■ Records provided:
*** Block opens ***

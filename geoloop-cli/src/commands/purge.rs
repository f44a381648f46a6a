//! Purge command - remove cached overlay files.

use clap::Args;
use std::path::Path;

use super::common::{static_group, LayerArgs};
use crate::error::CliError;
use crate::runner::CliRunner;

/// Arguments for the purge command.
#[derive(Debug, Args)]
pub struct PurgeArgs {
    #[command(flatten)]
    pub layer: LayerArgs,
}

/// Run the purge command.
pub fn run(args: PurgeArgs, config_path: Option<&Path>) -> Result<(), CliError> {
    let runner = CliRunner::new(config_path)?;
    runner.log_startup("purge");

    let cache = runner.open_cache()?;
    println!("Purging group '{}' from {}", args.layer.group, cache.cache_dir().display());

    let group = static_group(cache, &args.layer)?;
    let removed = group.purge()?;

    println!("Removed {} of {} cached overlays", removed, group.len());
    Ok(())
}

*** Block closes ***
*** Block opens ***

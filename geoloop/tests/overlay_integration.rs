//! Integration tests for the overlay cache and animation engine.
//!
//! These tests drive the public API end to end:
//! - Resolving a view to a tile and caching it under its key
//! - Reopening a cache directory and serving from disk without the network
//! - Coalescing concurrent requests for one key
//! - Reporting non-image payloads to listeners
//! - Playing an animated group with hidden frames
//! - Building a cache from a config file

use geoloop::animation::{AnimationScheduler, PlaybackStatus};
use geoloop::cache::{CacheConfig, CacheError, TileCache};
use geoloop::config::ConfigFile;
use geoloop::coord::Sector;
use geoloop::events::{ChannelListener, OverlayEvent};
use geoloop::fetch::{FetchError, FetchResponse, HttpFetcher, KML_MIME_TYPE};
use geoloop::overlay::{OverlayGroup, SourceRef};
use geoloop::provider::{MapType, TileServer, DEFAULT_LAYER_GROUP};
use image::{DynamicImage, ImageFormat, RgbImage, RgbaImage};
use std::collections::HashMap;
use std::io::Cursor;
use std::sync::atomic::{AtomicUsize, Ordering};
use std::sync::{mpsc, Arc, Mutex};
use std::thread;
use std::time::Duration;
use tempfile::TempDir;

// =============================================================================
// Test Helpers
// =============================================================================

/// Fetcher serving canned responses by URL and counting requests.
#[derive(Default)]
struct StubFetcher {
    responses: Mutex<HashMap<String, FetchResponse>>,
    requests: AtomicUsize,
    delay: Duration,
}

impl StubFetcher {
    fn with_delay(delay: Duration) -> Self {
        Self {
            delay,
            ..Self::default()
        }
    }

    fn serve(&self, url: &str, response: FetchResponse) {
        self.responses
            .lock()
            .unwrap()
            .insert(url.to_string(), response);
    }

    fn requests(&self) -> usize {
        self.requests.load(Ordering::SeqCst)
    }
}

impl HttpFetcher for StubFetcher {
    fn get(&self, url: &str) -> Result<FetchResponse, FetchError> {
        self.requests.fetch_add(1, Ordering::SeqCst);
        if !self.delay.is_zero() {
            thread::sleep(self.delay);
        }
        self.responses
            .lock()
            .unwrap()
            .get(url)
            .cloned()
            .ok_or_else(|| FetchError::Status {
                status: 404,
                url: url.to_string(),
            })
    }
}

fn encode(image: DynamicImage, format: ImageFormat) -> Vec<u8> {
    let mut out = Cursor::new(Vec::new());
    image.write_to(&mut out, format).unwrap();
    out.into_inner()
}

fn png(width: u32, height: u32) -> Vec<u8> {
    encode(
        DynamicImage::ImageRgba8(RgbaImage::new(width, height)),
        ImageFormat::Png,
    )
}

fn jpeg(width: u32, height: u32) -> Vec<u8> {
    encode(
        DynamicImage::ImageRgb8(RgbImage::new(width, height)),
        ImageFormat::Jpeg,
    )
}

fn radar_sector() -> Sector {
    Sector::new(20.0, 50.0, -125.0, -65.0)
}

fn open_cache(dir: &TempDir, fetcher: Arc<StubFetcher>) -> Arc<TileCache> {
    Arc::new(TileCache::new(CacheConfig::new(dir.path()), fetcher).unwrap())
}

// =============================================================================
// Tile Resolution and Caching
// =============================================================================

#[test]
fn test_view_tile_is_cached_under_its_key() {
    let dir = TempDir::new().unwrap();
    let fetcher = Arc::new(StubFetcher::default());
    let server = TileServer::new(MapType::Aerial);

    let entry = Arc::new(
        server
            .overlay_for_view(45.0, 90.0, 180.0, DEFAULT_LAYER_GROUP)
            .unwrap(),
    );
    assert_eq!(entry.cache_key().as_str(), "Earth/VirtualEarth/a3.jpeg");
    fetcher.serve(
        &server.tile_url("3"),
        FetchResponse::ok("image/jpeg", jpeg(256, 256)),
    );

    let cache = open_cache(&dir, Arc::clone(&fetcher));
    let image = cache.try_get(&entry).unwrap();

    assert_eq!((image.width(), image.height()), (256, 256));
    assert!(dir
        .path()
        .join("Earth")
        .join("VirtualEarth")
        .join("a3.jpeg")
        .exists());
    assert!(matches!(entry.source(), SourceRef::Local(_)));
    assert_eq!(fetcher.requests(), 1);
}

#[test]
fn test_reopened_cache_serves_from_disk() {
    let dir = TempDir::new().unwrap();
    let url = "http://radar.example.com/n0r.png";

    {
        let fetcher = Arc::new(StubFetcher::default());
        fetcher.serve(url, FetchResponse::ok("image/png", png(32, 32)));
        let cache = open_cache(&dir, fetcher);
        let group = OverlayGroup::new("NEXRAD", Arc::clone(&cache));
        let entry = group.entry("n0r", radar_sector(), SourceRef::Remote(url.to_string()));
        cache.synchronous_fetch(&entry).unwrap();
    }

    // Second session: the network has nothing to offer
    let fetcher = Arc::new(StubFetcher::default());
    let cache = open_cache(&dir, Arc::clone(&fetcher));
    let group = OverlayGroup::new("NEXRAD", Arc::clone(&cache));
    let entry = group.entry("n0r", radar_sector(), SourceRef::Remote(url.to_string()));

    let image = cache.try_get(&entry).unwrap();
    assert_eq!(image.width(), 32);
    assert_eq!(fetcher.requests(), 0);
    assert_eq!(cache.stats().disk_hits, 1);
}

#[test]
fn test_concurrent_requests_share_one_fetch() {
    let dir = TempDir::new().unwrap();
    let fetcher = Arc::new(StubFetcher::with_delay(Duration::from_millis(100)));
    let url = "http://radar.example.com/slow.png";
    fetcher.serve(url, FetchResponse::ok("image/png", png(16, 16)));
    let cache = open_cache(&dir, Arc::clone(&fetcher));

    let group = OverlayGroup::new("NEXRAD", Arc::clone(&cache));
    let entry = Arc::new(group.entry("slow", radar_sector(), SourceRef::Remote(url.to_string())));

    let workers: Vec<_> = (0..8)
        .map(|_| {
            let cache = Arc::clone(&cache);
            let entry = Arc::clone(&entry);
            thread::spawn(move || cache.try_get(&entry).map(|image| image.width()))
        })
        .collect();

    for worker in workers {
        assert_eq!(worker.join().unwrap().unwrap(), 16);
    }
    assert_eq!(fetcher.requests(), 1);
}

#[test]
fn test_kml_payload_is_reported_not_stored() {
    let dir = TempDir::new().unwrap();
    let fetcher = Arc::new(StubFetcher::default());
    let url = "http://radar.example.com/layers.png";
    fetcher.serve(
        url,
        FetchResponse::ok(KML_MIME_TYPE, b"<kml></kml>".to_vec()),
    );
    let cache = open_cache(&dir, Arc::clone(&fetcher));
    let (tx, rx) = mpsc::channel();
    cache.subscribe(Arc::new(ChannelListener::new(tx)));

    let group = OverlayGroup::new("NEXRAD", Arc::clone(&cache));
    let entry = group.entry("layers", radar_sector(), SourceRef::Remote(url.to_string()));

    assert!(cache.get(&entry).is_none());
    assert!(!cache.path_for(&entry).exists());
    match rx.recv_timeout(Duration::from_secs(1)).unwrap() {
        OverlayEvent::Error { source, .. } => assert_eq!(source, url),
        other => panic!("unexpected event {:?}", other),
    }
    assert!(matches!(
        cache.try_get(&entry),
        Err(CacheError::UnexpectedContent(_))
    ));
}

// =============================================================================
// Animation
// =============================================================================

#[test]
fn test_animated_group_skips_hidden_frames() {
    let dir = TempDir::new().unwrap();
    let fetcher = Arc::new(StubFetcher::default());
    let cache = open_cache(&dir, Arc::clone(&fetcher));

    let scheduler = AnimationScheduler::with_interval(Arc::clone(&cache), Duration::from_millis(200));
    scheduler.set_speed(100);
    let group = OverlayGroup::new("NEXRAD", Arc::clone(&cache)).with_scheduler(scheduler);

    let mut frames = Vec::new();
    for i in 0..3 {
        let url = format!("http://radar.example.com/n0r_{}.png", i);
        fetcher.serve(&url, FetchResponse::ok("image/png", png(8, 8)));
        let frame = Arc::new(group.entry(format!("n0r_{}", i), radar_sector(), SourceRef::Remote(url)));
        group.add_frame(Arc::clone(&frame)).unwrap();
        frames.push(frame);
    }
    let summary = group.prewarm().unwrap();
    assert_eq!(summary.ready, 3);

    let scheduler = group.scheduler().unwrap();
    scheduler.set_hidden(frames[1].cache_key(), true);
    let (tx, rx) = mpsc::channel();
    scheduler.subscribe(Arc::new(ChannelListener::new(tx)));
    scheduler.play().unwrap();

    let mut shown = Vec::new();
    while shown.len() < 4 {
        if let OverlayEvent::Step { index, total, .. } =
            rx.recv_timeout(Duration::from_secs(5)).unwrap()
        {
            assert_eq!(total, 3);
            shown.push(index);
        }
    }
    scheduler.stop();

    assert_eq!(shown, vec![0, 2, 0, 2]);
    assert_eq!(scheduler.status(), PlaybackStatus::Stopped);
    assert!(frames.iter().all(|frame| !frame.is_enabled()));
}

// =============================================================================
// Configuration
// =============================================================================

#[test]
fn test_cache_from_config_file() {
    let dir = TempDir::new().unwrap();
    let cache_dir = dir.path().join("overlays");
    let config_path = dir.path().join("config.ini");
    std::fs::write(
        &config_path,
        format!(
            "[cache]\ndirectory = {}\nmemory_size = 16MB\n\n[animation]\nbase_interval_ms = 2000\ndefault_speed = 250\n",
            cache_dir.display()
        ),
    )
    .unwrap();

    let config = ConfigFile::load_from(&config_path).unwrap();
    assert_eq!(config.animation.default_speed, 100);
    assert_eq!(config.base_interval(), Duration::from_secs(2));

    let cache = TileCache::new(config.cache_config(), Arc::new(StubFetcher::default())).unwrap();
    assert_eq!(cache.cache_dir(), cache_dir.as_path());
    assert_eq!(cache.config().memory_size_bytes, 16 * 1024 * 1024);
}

*** Block closes ***

■ Work task:
Please copy every line of the data that carries the string "overlays".

■ Task result:
    println!("Removed {} of {} cached overlays", removed, group.len());
    let cache_dir = dir.path().join("overlays");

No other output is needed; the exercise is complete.